- Date: June 8, 2014
- Location: Radio City Music Hall, New York, New York
- Hosted by: Hugh Jackman
- Most wins: A Gentleman's Guide to Love and Murder and Hedwig and the Angry Inch (4)
- Most nominations: A Gentleman's Guide to Love and Murder (10)
- Website: tonyawards.com

Television/radio coverage
- Network: CBS
- Viewership: 7.0 million
- Produced by: Ricky Kirshner Glenn Weiss
- Directed by: Glenn Weiss

= 68th Tony Awards =

2014 theatrical awards ceremony

The 68th Annual Tony Awards were held June 8, 2014, to recognize achievement in Broadway productions during the 2013–14 season. The ceremony was held at Radio City Music Hall in New York City, and was televised live on CBS. Hugh Jackman was the host, his fourth time hosting. The 15 musical Tony Awards went to seven different musicals, and six plays shared the 11 play Tony Awards.

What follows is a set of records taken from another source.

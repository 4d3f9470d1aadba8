use crate::{
    error::AppResult,
    index::SimilarityIndex,
    models::{PosterCard, RecommendationGrid},
    services::{posters::PosterResolver, recommendations},
};

/// Cards per grid row
pub const GRID_COLUMNS: usize = 5;

/// Runs a recommendation query and attaches a poster to every result
///
/// Posters are fetched one after another in result order, then the cards are
/// laid out in rows of `columns`. A query with fewer results than `k` simply
/// yields fewer cards.
pub async fn build_grid(
    index: &SimilarityIndex,
    posters: &dyn PosterResolver,
    title: &str,
    k: usize,
    columns: usize,
) -> AppResult<RecommendationGrid> {
    let recommendations = recommendations::recommend(index, title, k)?;

    let mut cards = Vec::with_capacity(recommendations.len());
    for rec in recommendations {
        let outcome = posters.resolve(rec.movie.movie_id).await;
        cards.push(PosterCard {
            movie_id: rec.movie.movie_id,
            title: rec.movie.title,
            poster_found: outcome.is_found(),
            poster_url: outcome.into_url(),
        });
    }

    let placeholders = cards.iter().filter(|c| !c.poster_found).count();
    tracing::info!(
        title = %title,
        results = cards.len(),
        placeholders,
        "Recommendation grid built"
    );

    let rows = cards
        .chunks(columns.max(1))
        .map(<[PosterCard]>::to_vec)
        .collect();

    Ok(RecommendationGrid {
        query: title.to_string(),
        rows,
    })
}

The nominations were announced on April 29, 2014 by Jonathan Groff and Lucy Liu. Audra McDonald won the Tony Award for Best Actress in a Play. In just her ninth Broadway engagement, McDonald established two records as the first actor to win six Tony Awards for acting and the first to win in all four categories, lead and featured in both a play and a musical. In its seventh Broadway incarnation, The Glass Menagerie won its first Tony Award (Lighting Design).

== Eligibility ==

Shows that opened on Broadway during the 2013–14 season before April 24, 2014, were eligible for consideration.

- Original plays
- Act One
- All the Way
- Bronx Bombers
- Casa Valentina
- Mothers and Sons
- Outside Mullingar
- The Realistic Joneses
- The Snow Geese
- A Time to Kill
- The Velocity of Autumn

- Original musicals
- After Midnight
- Aladdin
- Beautiful: The Carole King Musical
- Big Fish
- The Bridges of Madison County
- Bullets Over Broadway
- First Date
- A Gentleman's Guide to Love and Murder
- If/Then
- A Night with Janis Joplin
- Rocky the Musical
- Soul Doctor

- Play revivals
- Betrayal
- The Cripple of Inishmaan
- The Glass Menagerie
- Lady Day at Emerson's Bar and Grill
- Macbeth
- Machinal
- No Man's Land
- Of Mice and Men
- A Raisin in the Sun
- Richard III
- Romeo and Juliet
- Twelfth Night
- Waiting for Godot
- The Winslow Boy

- Musical revivals
- Cabaret
- Hedwig and the Angry Inch
- Les Misérables
- Violet

==Ceremony==
During the opening sequence of the ceremony, Jackman hopped along to the song "Take Me to Broadway," in an homage to Bobby Van's hopping in the 1953 film Small Town Girl.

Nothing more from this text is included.